RFM: Not a substitute for predictive modeling

Filed under: RFM, Why predictive modeling? — Tags: , — kevinmacdonell @ 9:06 am

Recency, Frequency, Monetary value. The calculation of scores based on these three transactional variables has a lot of sway over the minds of fundraisers, and I just don’t understand why.

It’s one of those concepts that never seems to go away. Everyone wants a simple way to whip up an RFM score. Yet anyone who can do a good job of RFM is probably capable of doing real predictive modeling. The persistence of RFM seems to rest on some misconceptions, which I want to address today.

First, people are under the impression that RFM is cutting-edge. It isn’t. In his book, “Fundraising Analytics: Using Data to Guide Strategy,” Joshua Birkholz points out that RFM is “one of the most common measures of customer value in corporate America.” It’s been around a long time. That alone doesn’t mean it’s invalid — it just isn’t anything new, even in fundraising.

Second, it’s often misconstrued as a predictive tool, and therefore the best way to segment a prospect pool. It’s not. As Josh makes clear in his book, RFM has always been a measure of customer value. It does not take personal affinities into account, nor any non-purchasing activities, he writes.

Note the language. RFM is borrowed from the for-profit world: retail and sales. Again, this doesn’t discredit it, but it does make it inappropriate as the sole or primary tool for prediction. Because it’s purely transactional in nature, all RFM can tell you is that donors will become donors. It CAN’T tell you which non-donors are most likely to be acquired as new donors.  The RFM score for a non-donor is always ZERO.

It also can’t tell you which lapsed donors are most likely to be reactivated, or which donors are most likely to be upgraded to higher levels of giving. In the eyes of RFM, one person who gave $50 last year is exactly the same as any other person who gave $50 last year. They’re NOT.

Third, we’re often told that RFM is easy to do. RFM is easy to explain and understand. It’s not necessarily easy to do. Recency and Monetary Value are straightforward, but Frequency requires a number of steps and calculations, and you’re probably not going to do it in Excel. Josh himself says it’s easy to do, but the demonstration in his book requires SPSS. If you’re using a statistics software package such as SPSS and you’ve mastered Frequency, then true predictive modeling is easily within your grasp. Almost all the variables I use in my models are simpler to derive than Frequency.

Is RFM useless? No, but we need to learn not to pick up a hammer when what we really need is a saw. RFM is for ranking existing donors according to their value to your organization, based on their past history of giving. Predictive modeling is for predicting (who knew?), and answering the three hard questions I listed above (acquisition, reactivation, upgrade potential.)
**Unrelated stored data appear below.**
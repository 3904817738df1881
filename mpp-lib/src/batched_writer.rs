use csv::{Writer, WriterBuilder};
use serde::Serialize;
use std::fs::File;
use std::path::{Path, PathBuf};

use crate::SimulationError;

/// Writes csv records to a file in batches, so that a busy payment run doesn't hit the disk for every attempt.
pub struct BatchedWriter {
    path: PathBuf,
    batch_size: u32,
    /// Records queued since the last flush.
    pending: u32,
    /// Records flushed to disk so far.
    written: u64,
    writer: Writer<File>,
}

impl BatchedWriter {
    /// Creates the file `file_name` in the directory provided, failing for a zero batch size.
    pub fn new(
        directory: PathBuf,
        file_name: String,
        batch_size: u32,
    ) -> Result<BatchedWriter, SimulationError> {
        Self::from_path(&directory.join(file_name), batch_size)
    }

    pub fn from_path(path: &Path, batch_size: u32) -> Result<BatchedWriter, SimulationError> {
        if batch_size == 0 {
            return Err(SimulationError::FileError);
        }

        let writer = WriterBuilder::new()
            .from_path(path)
            .map_err(SimulationError::CsvError)?;

        log::debug!("Writing records to {} in batches of {batch_size}.", path.display());

        Ok(BatchedWriter {
            path: path.to_path_buf(),
            batch_size,
            pending: 0,
            written: 0,
            writer,
        })
    }

    pub fn path(&self) -> &Path {
        &self.path
    }

    /// Returns the number of records that have been flushed to disk.
    pub fn written(&self) -> u64 {
        self.written
    }

    /// Queues a record, flushing the batch once it is full. A record that can't be serialized is dropped, and
    /// whatever was queued before it is flushed.
    pub fn queue<S: Serialize>(&mut self, record: S) -> Result<(), SimulationError> {
        if let Err(e) = self.writer.serialize(record) {
            if let Err(flush_err) = self.write(true) {
                log::error!("Error flushing {}: {flush_err}", self.path.display());
            }

            return Err(SimulationError::CsvError(e));
        }

        self.pending += 1;
        self.write(false)
    }

    /// Flushes queued records to disk if the batch is full, or unconditionally if force is set.
    pub fn write(&mut self, force: bool) -> Result<(), SimulationError> {
        if !force && self.pending < self.batch_size {
            return Ok(());
        }

        self.writer
            .flush()
            .map_err(|e| SimulationError::CsvError(e.into()))?;

        self.written += u64::from(self.pending);
        self.pending = 0;

        Ok(())
    }
}
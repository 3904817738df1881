use std::path::PathBuf;

use clap::{builder::TypedValueParser, Parser};
use log::LevelFilter;
use mpp_lib::invoice::OverpaymentPolicy;

/// The default directory where scenario files are read from and where attempt records are written to.
pub const DEFAULT_DATA_DIR: &str = ".";

/// The default scenario file.
pub const DEFAULT_SCENARIO_FILE: &str = "scenario.json";

/// Default configuration file
pub const DEFAULT_CONFIGURATION_FILE: &str = "conf.ini";

/// Default batch size to flush attempt records to disk
pub const DEFAULT_PRINT_BATCH_SIZE: u32 = 500;

/// Default log level
pub const DEFAULT_LOG_LEVEL: &str = "info";

/// Parses a latency in milliseconds, which may be zero (no latency) but never negative.
fn parse_latency_ms(x: String) -> Result<f32, String> {
    match x.parse::<f32>() {
        Ok(x) => {
            if x >= 0.0 {
                Ok(x)
            } else {
                Err(format!("latency_ms must not be negative. {x} received."))
            }
        },
        Err(e) => Err(e.to_string()),
    }
}

/// Parses an overpayment policy from its lowercase name.
pub fn parse_overpayment(x: &str) -> Result<OverpaymentPolicy, String> {
    match x.to_lowercase().as_str() {
        "reject" => Ok(OverpaymentPolicy::Reject),
        "accept" => Ok(OverpaymentPolicy::Accept),
        _ => Err(format!(
            "overpayment must be one of [reject, accept]. {x} received."
        )),
    }
}

/// Command line arguments. Every setting is optional so that values that are not provided fall back to the
/// configuration file.
#[derive(Parser, Debug, Clone)]
#[command(version, about)]
pub struct Cli {
    /// Path to a directory containing scenario files, and where attempt records will be stored
    #[clap(long, short)]
    pub data_dir: Option<PathBuf>,
    /// Path to the scenario file describing the network and the payment to send
    /// This can either be an absolute path, or relative path with respect to data_dir
    #[clap(long, short, verbatim_doc_comment)]
    pub scenario_file: Option<PathBuf>,
    /// Sets a custom configuration (INI) file
    #[clap(long, short = 'C', value_name = "CONFIG_FILE", default_value = DEFAULT_CONFIGURATION_FILE)]
    pub config: PathBuf,
    /// Seconds that the recipient holds an incomplete set of htlcs before failing them back
    #[clap(
        long,
        value_parser = clap::builder::RangedU64ValueParser::<u64>::new().range(1..)
    )]
    pub hold_timeout_secs: Option<u64>,
    /// Seconds that a shard may be in flight before the sender gives up on it
    #[clap(
        long,
        value_parser = clap::builder::RangedU64ValueParser::<u64>::new().range(1..)
    )]
    pub shard_timeout_secs: Option<u64>,
    /// Whether the recipient accepts a payment total above the invoice amount.
    /// Possible values: [reject, accept]
    #[clap(long, verbatim_doc_comment, value_parser = parse_overpayment)]
    pub overpayment: Option<OverpaymentPolicy>,
    /// Level of verbosity of the messages displayed by the runner.
    /// Possible values: [off, error, warn, info, debug, trace]
    #[clap(long, short, verbatim_doc_comment)]
    pub log_level: Option<LevelFilter>,
    /// Number of attempt records to batch together before writing to csv file [min: 1]
    #[clap(
        long,
        short,
        value_parser = clap::builder::RangedU64ValueParser::<u32>::new().range(1..u32::MAX as u64)
    )]
    pub print_batch_size: Option<u32>,
    /// Do not create an output file containing the attempt records
    #[clap(long)]
    pub no_results: Option<bool>,
    /// Average per-hop forwarding latency in milliseconds, zero to forward instantly
    #[clap(
        long,
        value_parser = clap::builder::StringValueParser::new().try_map(parse_latency_ms)
    )]
    pub latency_ms: Option<f32>,
}
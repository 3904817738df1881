use serde::Deserialize;

/// Decodes a hex string into the 32 byte arrays used for hashes, preimages and payment addresses.
fn decode_32<E: serde::de::Error>(s: &str) -> Result<[u8; 32], E> {
    let bytes = hex::decode(s).map_err(E::custom)?;
    bytes
        .try_into()
        .map_err(|b: Vec<u8>| E::custom(format!("expected 32 bytes, got {}", b.len())))
}

pub mod serde_payment_hash {
    use super::*;
    use lightning::ln::PaymentHash;

    pub fn serialize<S>(hash: &PaymentHash, serializer: S) -> Result<S::Ok, S::Error>
    where
        S: serde::Serializer,
    {
        serializer.serialize_str(&hex::encode(hash.0))
    }

    pub fn deserialize<'de, D>(deserializer: D) -> Result<PaymentHash, D::Error>
    where
        D: serde::Deserializer<'de>,
    {
        let s = String::deserialize(deserializer)?;
        Ok(PaymentHash(decode_32(&s)?))
    }
}

pub mod serde_payment_secret {
    use super::*;
    use lightning::ln::PaymentSecret;

    pub fn serialize<S>(secret: &PaymentSecret, serializer: S) -> Result<S::Ok, S::Error>
    where
        S: serde::Serializer,
    {
        serializer.serialize_str(&hex::encode(secret.0))
    }

    pub fn deserialize<'de, D>(deserializer: D) -> Result<PaymentSecret, D::Error>
    where
        D: serde::Deserializer<'de>,
    {
        let s = String::deserialize(deserializer)?;
        Ok(PaymentSecret(decode_32(&s)?))
    }
}

pub mod serde_payment_preimage {
    use super::*;
    use lightning::ln::PaymentPreimage;

    pub fn serialize<S>(preimage: &PaymentPreimage, serializer: S) -> Result<S::Ok, S::Error>
    where
        S: serde::Serializer,
    {
        serializer.serialize_str(&hex::encode(preimage.0))
    }

    pub fn deserialize<'de, D>(deserializer: D) -> Result<PaymentPreimage, D::Error>
    where
        D: serde::Deserializer<'de>,
    {
        let s = String::deserialize(deserializer)?;
        Ok(PaymentPreimage(decode_32(&s)?))
    }
}

/// Serializes an optional preimage, writing an empty string when the preimage is not (yet) known.
pub mod serde_option_payment_preimage {
    use super::*;
    use lightning::ln::PaymentPreimage;

    pub fn serialize<S>(preimage: &Option<PaymentPreimage>, serializer: S) -> Result<S::Ok, S::Error>
    where
        S: serde::Serializer,
    {
        match preimage {
            Some(p) => serializer.serialize_str(&hex::encode(p.0)),
            None => serializer.serialize_str(""),
        }
    }

    pub fn deserialize<'de, D>(deserializer: D) -> Result<Option<PaymentPreimage>, D::Error>
    where
        D: serde::Deserializer<'de>,
    {
        let s = String::deserialize(deserializer)?;
        if s.is_empty() {
            return Ok(None);
        }

        Ok(Some(PaymentPreimage(decode_32(&s)?)))
    }
}

/// Serializes an optional timestamp as milliseconds since the unix epoch, or null if it is not set.
pub mod serde_option_system_time {
    use super::*;
    use std::time::{Duration, SystemTime, UNIX_EPOCH};

    pub fn serialize<S>(time: &Option<SystemTime>, serializer: S) -> Result<S::Ok, S::Error>
    where
        S: serde::Serializer,
    {
        match time {
            Some(t) => {
                let millis = t
                    .duration_since(UNIX_EPOCH)
                    .map_err(serde::ser::Error::custom)?
                    .as_millis() as u64;
                serializer.serialize_some(&millis)
            },
            None => serializer.serialize_none(),
        }
    }

    pub fn deserialize<'de, D>(deserializer: D) -> Result<Option<SystemTime>, D::Error>
    where
        D: serde::Deserializer<'de>,
    {
        Ok(Option::<u64>::deserialize(deserializer)?
            .map(|millis| UNIX_EPOCH + Duration::from_millis(millis)))
    }
}
use crate::route::{MppRecord, DEFAULT_FINAL_CLTV_DELTA};
use crate::serializers;
use crate::sim_node::HtlcRef;
use bitcoin::hashes::{sha256::Hash as Sha256, Hash};
use bitcoin::secp256k1::PublicKey;
use lightning::ln::{PaymentHash, PaymentPreimage, PaymentSecret};
use serde::{Deserialize, Serialize};
use std::collections::HashMap;
use std::sync::Arc;
use std::time::{Duration, SystemTime};
use thiserror::Error;
use tokio::select;
use tokio::sync::{oneshot, Mutex};
use tokio_util::task::TaskTracker;
use triggered::Listener;

/// How long a partial set of htlcs is held before it is failed back, if it never reaches its total.
pub const DEFAULT_HOLD_TIMEOUT: Duration = Duration::from_secs(120);

/// Whether the recipient accepts a set of htlcs whose mpp total is larger than the invoice amount.
#[derive(Debug, Clone, Copy, PartialEq, Eq, Serialize, Deserialize)]
#[serde(rename_all = "lowercase")]
pub enum OverpaymentPolicy {
    Reject,
    Accept,
}

#[derive(Debug, Clone)]
pub struct RegistryConfig {
    pub hold_timeout: Duration,
    pub overpayment: OverpaymentPolicy,
    pub min_final_cltv_expiry_delta: u32,
}

impl Default for RegistryConfig {
    fn default() -> Self {
        RegistryConfig {
            hold_timeout: DEFAULT_HOLD_TIMEOUT,
            overpayment: OverpaymentPolicy::Reject,
            min_final_cltv_expiry_delta: DEFAULT_FINAL_CLTV_DELTA,
        }
    }
}

#[derive(Debug, Clone, Copy, PartialEq, Eq, Serialize, Deserialize)]
#[serde(rename_all = "SCREAMING_SNAKE_CASE")]
pub enum InvoiceState {
    Open,
    Settled,
    Canceled,
}

#[derive(Debug, Clone, Copy, PartialEq, Eq, Serialize, Deserialize)]
#[serde(rename_all = "SCREAMING_SNAKE_CASE")]
pub enum InvoiceHtlcState {
    Accepted,
    Settled,
    Canceled,
}

/// A htlc that was accepted towards an invoice, and what eventually happened to it.
#[derive(Debug, Clone, Serialize, Deserialize)]
pub struct InvoiceHtlc {
    pub htlc: HtlcRef,
    pub amount_msat: u64,
    pub mpp_total_amt_msat: u64,
    pub state: InvoiceHtlcState,
    #[serde(with = "serde_millis")]
    pub accept_time: SystemTime,
    #[serde(with = "serializers::serde_option_system_time")]
    pub resolve_time: Option<SystemTime>,
}

/// Snapshot of an invoice held by the recipient.
#[derive(Debug, Clone, Serialize, Deserialize)]
pub struct Invoice {
    #[serde(with = "serializers::serde_payment_hash")]
    pub payment_hash: PaymentHash,
    #[serde(with = "serializers::serde_payment_secret")]
    pub payment_addr: PaymentSecret,
    #[serde(with = "serializers::serde_payment_preimage")]
    pub preimage: PaymentPreimage,
    pub total_amt_msat: u64,
    pub min_final_cltv_expiry_delta: u32,
    pub state: InvoiceState,
    pub htlcs: Vec<InvoiceHtlc>,
    pub amt_paid_msat: u64,
    pub add_index: u64,
    /// Zero until the invoice settles.
    pub settle_index: u64,
    #[serde(with = "serde_millis")]
    pub creation_time: SystemTime,
    #[serde(with = "serializers::serde_option_system_time")]
    pub settle_time: Option<SystemTime>,
}

impl Invoice {
    pub fn is_settled(&self) -> bool {
        self.state == InvoiceState::Settled
    }

    /// Returns the number of htlcs that the invoice was settled with.
    pub fn settled_htlc_count(&self) -> usize {
        self.htlcs
            .iter()
            .filter(|h| h.state == InvoiceHtlcState::Settled)
            .count()
    }
}
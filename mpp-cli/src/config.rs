use std::path::{Path, PathBuf};
use std::time::Duration;

use config::{Config, File};
use log::LevelFilter;
use mpp_lib::invoice::{OverpaymentPolicy, RegistryConfig};
use mpp_lib::payment::{PaymentConfig, DEFAULT_RESOLUTION_GRACE};
use serde::Deserialize;

use crate::cli::{
    Cli, DEFAULT_CONFIGURATION_FILE, DEFAULT_DATA_DIR, DEFAULT_LOG_LEVEL, DEFAULT_PRINT_BATCH_SIZE,
    DEFAULT_SCENARIO_FILE,
};

/// Overwrites the fields on a MppConfig if corresponding arguments are supplied via the command line
macro_rules! cli_overwrite {
    ($config:expr, $cli:expr, $($field:ident),*) => {
        match (&mut $config, $cli) {
            (config_struct, cli_struct) => {
                $(
                    if let Some(value) = cli_struct.$field {
                        log::info!(
                            "MppConfig::{} {:?} overwritten by CLI argument {:?}",
                            stringify!($field),
                            config_struct.$field,
                            value
                        );
                        config_struct.$field = value;
                    }
                )*
            }
        }

    };
}

#[derive(Debug, Deserialize)]
pub struct MppConfig {
    /// Path to a directory where scenario files live and attempt records are saved
    pub data_dir: PathBuf,
    /// Path to the scenario file
    pub scenario_file: PathBuf,
    /// Seconds that the recipient holds an incomplete set of htlcs
    pub hold_timeout_secs: u64,
    /// Seconds that a shard may be in flight
    pub shard_timeout_secs: u64,
    #[serde(deserialize_with = "serde_config::deserialize_overpayment")]
    pub overpayment: OverpaymentPolicy,
    /// Level of verbosity of the messages displayed by the runner.
    /// Possible values: [off, error, warn, info, debug, trace]
    #[serde(deserialize_with = "serde_config::deserialize_log_level")]
    pub log_level: LevelFilter,
    /// Number of attempt records to batch together before writing to csv file [min: 1]
    pub print_batch_size: u32,
    /// Do not create an output file containing the attempt records
    pub no_results: bool,
    /// Average per-hop latency in milliseconds, zero for none
    pub latency_ms: f32,
}

/// Custom deserializers for MppConfig fields
mod serde_config {
    use std::str::FromStr;

    use log::LevelFilter;
    use mpp_lib::invoice::OverpaymentPolicy;
    use serde::Deserialize;

    use crate::cli::parse_overpayment;

    /// Custom deserialization function for `LevelFilter`. Required because `LevelFilter` does
    /// not implement deserialize
    pub fn deserialize_log_level<'de, D>(deserializer: D) -> Result<LevelFilter, D::Error>
    where
        D: serde::Deserializer<'de>,
    {
        let level_filter_str = String::deserialize(deserializer)?;
        let level_filter = LevelFilter::from_str(&level_filter_str).map_err(|e| {
            serde::de::Error::custom(format!("Failed to deserialize LevelFilter from &str: {e}"))
        })?;

        Ok(level_filter)
    }

    /// Ini values are plain strings, so the policy is parsed the same way as on the command line.
    pub fn deserialize_overpayment<'de, D>(deserializer: D) -> Result<OverpaymentPolicy, D::Error>
    where
        D: serde::Deserializer<'de>,
    {
        let policy_str = String::deserialize(deserializer)?;
        parse_overpayment(&policy_str).map_err(serde::de::Error::custom)
    }
}

impl MppConfig {
    /// Loads the configuration from a path and overwrites loaded values with CLI arguments. Settings missing from
    /// the file take their defaults, and a missing default configuration file is skipped.
    pub fn load(path: &Path, cli: Cli) -> anyhow::Result<Self> {
        // 1. Load config from specified path
        let path_str = if let Some(path_str) = path.to_str() {
            path_str
        } else {
            anyhow::bail!("Failed to convert path {path:?} to &str.")
        };

        let required = path != Path::new(DEFAULT_CONFIGURATION_FILE);
        if !required && !path.exists() {
            log::info!("Default configuration file: {path:?} (not found, skipping).");
        }

        let config = Config::builder()
            .set_default("data_dir", DEFAULT_DATA_DIR)?
            .set_default("scenario_file", DEFAULT_SCENARIO_FILE)?
            .set_default("hold_timeout_secs", 120_i64)?
            .set_default("shard_timeout_secs", 180_i64)?
            .set_default("overpayment", "reject")?
            .set_default("log_level", DEFAULT_LOG_LEVEL)?
            .set_default("print_batch_size", i64::from(DEFAULT_PRINT_BATCH_SIZE))?
            .set_default("no_results", false)?
            .set_default("latency_ms", 0.0_f64)?
            .add_source(File::with_name(path_str).required(required))
            .build()?;
        let mut mpp_conf: MppConfig = config.try_deserialize()?;

        // 2. Overwrite config values with CLI arguments (if passed)
        cli_overwrite!(
            mpp_conf,
            cli,
            data_dir,
            scenario_file,
            hold_timeout_secs,
            shard_timeout_secs,
            overpayment,
            log_level,
            print_batch_size,
            no_results,
            latency_ms
        );

        mpp_conf.validate()?;

        Ok(mpp_conf)
    }

    fn validate(&self) -> anyhow::Result<()> {
        if self.hold_timeout_secs == 0 {
            anyhow::bail!("hold_timeout_secs must be at least 1.");
        }
        if self.shard_timeout_secs == 0 {
            anyhow::bail!("shard_timeout_secs must be at least 1.");
        }
        if self.print_batch_size == 0 {
            anyhow::bail!("print_batch_size must be at least 1.");
        }
        if self.latency_ms < 0.0 {
            anyhow::bail!("latency_ms must not be negative.");
        }

        Ok(())
    }

    pub fn registry_config(&self) -> RegistryConfig {
        RegistryConfig {
            hold_timeout: Duration::from_secs(self.hold_timeout_secs),
            overpayment: self.overpayment,
            ..RegistryConfig::default()
        }
    }

    pub fn payment_config(&self) -> PaymentConfig {
        PaymentConfig {
            shard_timeout: Duration::from_secs(self.shard_timeout_secs),
            resolution_grace: DEFAULT_RESOLUTION_GRACE,
        }
    }
}
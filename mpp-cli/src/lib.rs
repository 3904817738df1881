pub mod cli;
pub mod config;
pub mod parsing;
//! App module - application state, routing, and view rendering

mod details;
mod fetch;
mod home;
mod search;
#[cfg(test)]
mod tests;

use std::path::PathBuf;

use eframe::egui;

use crate::registry::RegistryClient;
use crate::settings::Settings;
use crate::theme;
use details::DetailsView;
use search::SearchView;

/// Client-side route; the desktop equivalent of `/`, `/search?query=...`,
/// and `/package/{name}`
#[derive(Clone, PartialEq)]
pub enum Route {
    Home,
    Search { query: String },
    Package(String),
}

// ============================================================================
// APP STATE
// ============================================================================

pub struct App {
    pub(crate) client: RegistryClient,
    pub(crate) runtime: tokio::runtime::Runtime,

    // Navigation
    pub(crate) route: Route,
    pub(crate) history: Vec<Route>,

    // Search input terms (the header and the home hero keep their own)
    pub(crate) header_query: String,
    pub(crate) home_query: String,
    pub(crate) focus_search: bool,

    // Views
    pub(crate) search: SearchView,
    pub(crate) details: DetailsView,

    // Branding
    pub(crate) logo_texture: Option<egui::TextureHandle>,

    // Toast notification
    pub(crate) toast_message: Option<String>,
    pub(crate) toast_start: Option<std::time::Instant>,
    pub(crate) central_panel_rect: Option<egui::Rect>,

    // Window bookkeeping
    pub(crate) window_pos: Option<egui::Pos2>,
    pub(crate) window_size: Option<egui::Vec2>,
    pub(crate) needs_center: bool,
    pub(crate) data_dir: PathBuf,
    pub(crate) registry_url: Option<String>,
}

// ============================================================================
// APP INITIALIZATION & NAVIGATION
// ============================================================================

impl App {
    pub fn new(cc: &eframe::CreationContext<'_>, settings: Settings, data_dir: PathBuf) -> Self {
        // Force dark theme
        cc.egui_ctx.set_theme(egui::Theme::Dark);

        // Add Phosphor icons font
        let mut fonts = egui::FontDefinitions::default();
        egui_phosphor::add_to_fonts(&mut fonts, egui_phosphor::Variant::Regular);
        cc.egui_ctx.set_fonts(fonts);

        // Apply theme from theme.rs
        theme::apply_visuals(&cc.egui_ctx);

        let client = RegistryClient::new(settings.registry_url_or_default());

        Self {
            client,
            runtime: tokio::runtime::Runtime::new().unwrap(),
            route: Route::Home,
            history: Vec::new(),
            header_query: String::new(),
            home_query: String::new(),
            focus_search: false,
            search: SearchView::default(),
            details: DetailsView::default(),
            logo_texture: None,
            toast_message: None,
            toast_start: None,
            central_panel_rect: None,
            window_pos: None,
            window_size: None,
            needs_center: false,
            data_dir,
            registry_url: settings.registry_url,
        }
    }

    /// Change route. Entering a route is what starts its fetch; documents
    /// are fetched per visit and discarded on navigation.
    pub fn navigate(&mut self, ctx: &egui::Context, route: Route) {
        if route == self.route {
            return;
        }
        self.history.push(std::mem::replace(&mut self.route, route));
        if self.history.len() > 32 {
            self.history.remove(0);
        }
        self.enter_current(ctx);
    }

    /// Pop the history stack; lands on the search view when there is
    /// nowhere else to go.
    pub fn go_back(&mut self, ctx: &egui::Context) {
        self.route = self.history.pop().unwrap_or_else(|| Route::Search {
            query: self.search.query.clone(),
        });
        self.enter_current(ctx);
    }

    fn enter_current(&mut self, ctx: &egui::Context) {
        match self.route.clone() {
            Route::Home => {}
            Route::Search { query } => {
                self.search.start(&query, &self.client, &self.runtime, ctx);
            }
            Route::Package(name) => {
                self.details.start(&name, &self.client, &self.runtime, ctx);
            }
        }
    }

    pub fn show_toast(&mut self, message: impl Into<String>) {
        self.toast_message = Some(message.into());
        self.toast_start = Some(std::time::Instant::now());
    }

    pub fn save_settings(&self) {
        let settings = Settings {
            window_x: self.window_pos.map(|p| p.x),
            window_y: self.window_pos.map(|p| p.y),
            window_w: self.window_size.map(|s| s.x),
            window_h: self.window_size.map(|s| s.y),
            registry_url: self.registry_url.clone(),
        };
        settings.save(&self.data_dir);
    }
}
You could, in fact, use both. Your predictive model might identify the top 10% of your donor constituency who are most likely to renew, while your RFM score set will inform you who in that top 10% have the highest potential value to your organization. A matrix with affinity (predictive model) on one axis and value on the other (RFM) would make a powerful tool for, say, segmenting an Annual Giving donor pool for Leadership giving potential. Just focus on the quadrant of donors who have high scores for both affinity and value.

If you want to use RFM in that way (that is, properly), then fill your boots. I recommend Josh Birkholz’s book, because he lays it out very clearly.

The real danger in RFM is that it can become an excuse for not collecting more and better data.

For any institution of higher education, the idea that RFM is the bee’s knees is patently untrue. Institutions with alumni have a trove of variables that are informative about ALL of their constituency, not just those who happen to be donors. Expand that to arts-based nonprofits, and you’ll find member-based constituencies and the very same opportunities to model in a donor/non-donor environment. Neither of these types of institutions should be encouraged to rely exclusively on RFM.

For the rest, who don’t have the data for their constituency but could, the idea that pure donor transaction data is all you need cuts off the chance of doing the work now to get more sophisticated about collecting and organizing data that will pay off in the years ahead.